Life’s not fair, but Life Insurance should be

 

Craig Fyfe, VP, Deputy Chief Actuary, Sun Life

Improving policyholder fairness through Hong Kong Participating Business Regulations

Overview 

The Hong Kong Participating Insurance market is a rapidly growing market fostering innovative product designs. This has attracted global insurers but could be putting policyholders at risk.  By its nature, participating insurance is built on trust that insurers will treat policyholders fairly.  A competitive growth mentality could place policyholder concerns in the backseat.

The Hong Kong Insurance Authority (HKIA) regulates insurers and protects policyholders.  The previous regulatory requirements on participating insurance products were relatively light, but these have been significantly strengthened with the release of Guideline 34: Guideline on Establishment and Maintenance of Fund(s) in Respect of Participating Business, and the HKIA has just released a final draft of an update to this guideline. 
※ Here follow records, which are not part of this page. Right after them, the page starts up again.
//! Navigation seam: the current route and history-navigation notifications.

use crate::document::{Callback, Listeners, Subscription};
use std::sync::{Mutex, PoisonError};

/// Where the page currently is, and when the user moves through history.
pub trait Navigation: Send + Sync {
    /// The effective path: route plus query string (`/produits?page=2`).
    fn current_path(&self) -> String;

    /// Called on history navigation (back/forward).
    fn on_navigate(&self, callback: Callback) -> Subscription;
}

#[derive(Debug)]
struct Entries {
    stack: Vec<String>,
    index: usize,
}

/// In-memory browser-like history.
///
/// `push` and `replace` change the path without an event, as programmatic
/// navigation does; only `back` and `forward` notify listeners.
pub struct History {
    entries: Mutex<Entries>,
    listeners: Listeners,
}

impl History {
    pub fn new(initial: &str) -> Self {
        Self {
            entries: Mutex::new(Entries {
                stack: vec![initial.to_string()],
                index: 0,
            }),
            listeners: Listeners::default(),
        }
    }

    pub fn push(&self, path: &str) {
        let mut entries = self.entries();
        let next = entries.index + 1;
        entries.stack.truncate(next);
        entries.stack.push(path.to_string());
        entries.index = next;
    }

    pub fn replace(&self, path: &str) {
        let mut entries = self.entries();
        let index = entries.index;
        entries.stack[index] = path.to_string();
    }

    /// Returns `false` (and stays silent) when already at the first entry.
    pub fn back(&self) -> bool {
        let moved = {
            let mut entries = self.entries();
            if entries.index == 0 {
                false
            } else {
                entries.index -= 1;
                true
            }
        };
        if moved {
            self.listeners.notify();
        }
        moved
    }

    /// Returns `false` (and stays silent) when already at the last entry.
    pub fn forward(&self) -> bool {
        let moved = {
            let mut entries = self.entries();
            if entries.index + 1 >= entries.stack.len() {
                false
            } else {
                entries.index += 1;
                true
            }
        };
        if moved {
            self.listeners.notify();
        }
        moved
    }

    fn entries(&self) -> std::sync::MutexGuard<'_, Entries> {
        self.entries.lock().unwrap_or_else(PoisonError::into_inner)
    }
}

impl Default for History {
    fn default() -> Self {
        Self::new("/")
    }
}

impl Navigation for History {
    fn current_path(&self) -> String {
        let entries = self.entries();
        entries.stack[entries.index].clone()
    }

    fn on_navigate(&self, callback: Callback) -> Subscription {
        self.listeners.subscribe(callback)
    }
}
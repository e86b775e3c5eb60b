//! In-process translation service for unit tests.

use crate::i18n::Language;
use crate::translation::{TranslateError, Translator};
use futures::future::BoxFuture;
use futures::FutureExt;
use std::collections::HashMap;
use std::sync::{Arc, Mutex};
use tokio::sync::Notify;

/// Canned answers keyed by input text; unknown texts get no translation.
#[derive(Default)]
pub(crate) struct FakeTranslator {
    answers: HashMap<String, Result<Option<String>, u16>>,
    calls: Mutex<Vec<(String, Language)>>,
    gate: Option<Arc<Notify>>,
}

impl FakeTranslator {
    pub(crate) fn with(mut self, text: &str, translated: &str) -> Self {
        self.answers
            .insert(text.to_string(), Ok(Some(translated.to_string())));
        self
    }

    /// Answer `text` with an HTTP error status.
    pub(crate) fn failing(mut self, text: &str, status: u16) -> Self {
        self.answers.insert(text.to_string(), Err(status));
        self
    }

    /// Hold every request until `gate` is notified.
    pub(crate) fn gated(mut self, gate: Arc<Notify>) -> Self {
        self.gate = Some(gate);
        self
    }

    pub(crate) fn calls(&self) -> Vec<String> {
        self.calls
            .lock()
            .unwrap()
            .iter()
            .map(|(text, _)| text.clone())
            .collect()
    }

    pub(crate) fn targets(&self) -> Vec<Language> {
        self.calls
            .lock()
            .unwrap()
            .iter()
            .map(|(_, target)| *target)
            .collect()
    }
}

impl Translator for FakeTranslator {
    fn translate<'a>(
        &'a self,
        text: &'a str,
        _source: Language,
        target: Language,
    ) -> BoxFuture<'a, Result<Option<String>, TranslateError>> {
        async move {
            self.calls.lock().unwrap().push((text.to_string(), target));
            if let Some(gate) = &self.gate {
                gate.notified().await;
            }
            match self.answers.get(text) {
                Some(Ok(answer)) => Ok(answer.clone()),
                Some(Err(status)) => Err(TranslateError::Status {
                    status: reqwest::StatusCode::from_u16(*status).unwrap(),
                    body: String::new(),
                }),
                None => Ok(None),
            }
        }
        .boxed()
    }
}
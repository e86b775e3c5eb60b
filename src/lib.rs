//! Runtime translation overlay for rendered pages authored in French.
//!
//! The overlay walks a tree of text units, translates the eligible ones into
//! the selected language through a remote service, caches every result for
//! the life of the process and restores the original text when the user
//! switches back to French.
//!
//! ```no_run
//! use page_translator::document::Document;
//! use page_translator::overlay::Overlay;
//! use page_translator::translation::MyMemoryClient;
//! use std::sync::Arc;
//!
//! # async fn run() -> anyhow::Result<()> {
//! let document = Arc::new(Document::from_json(r#"{"tag":"body","children":["Bonjour"]}"#)?);
//! let client = MyMemoryClient::new(reqwest::Client::new(), page_translator::config::DEFAULT_API_URL);
//! let overlay = Overlay::for_document(document.clone(), Arc::new(client)).mount()?;
//!
//! if let Some(pass) = overlay.change_language("en")? {
//!     pass.await?;
//! }
//! # Ok(())
//! # }
//! ```

pub mod cache;
pub mod collector;
pub mod config;
pub mod document;
pub mod eligibility;
pub mod engine;
pub mod i18n;
pub mod navigation;
pub mod overlay;
pub mod rate_limit;
pub mod retry;
pub mod state;
pub mod translation;
pub mod watcher;

#[cfg(test)]
mod testing;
This updated regulatory guideline keeps pace with the growth in the Hong Kong market and closes the regulatory gap with other mature global participating insurance markets.  Enhancing policyholder protection will benefit the insurance industry and policyholders in the longer-term, but it will lead to shorter-term challenges. 

Hong Kong Par Insurance Market Background

Participating Insurance allows the policyholder to participate, along with the insurer, in the gains and losses through the policy’s dividends or bonuses.  The Participating Insurance market in Hong Kong has seen rapid growth recently.  In 2024, long-term business premium was HK$220 billion, which was up over 20% from the previous year and over 80% of that premium went into Participating products.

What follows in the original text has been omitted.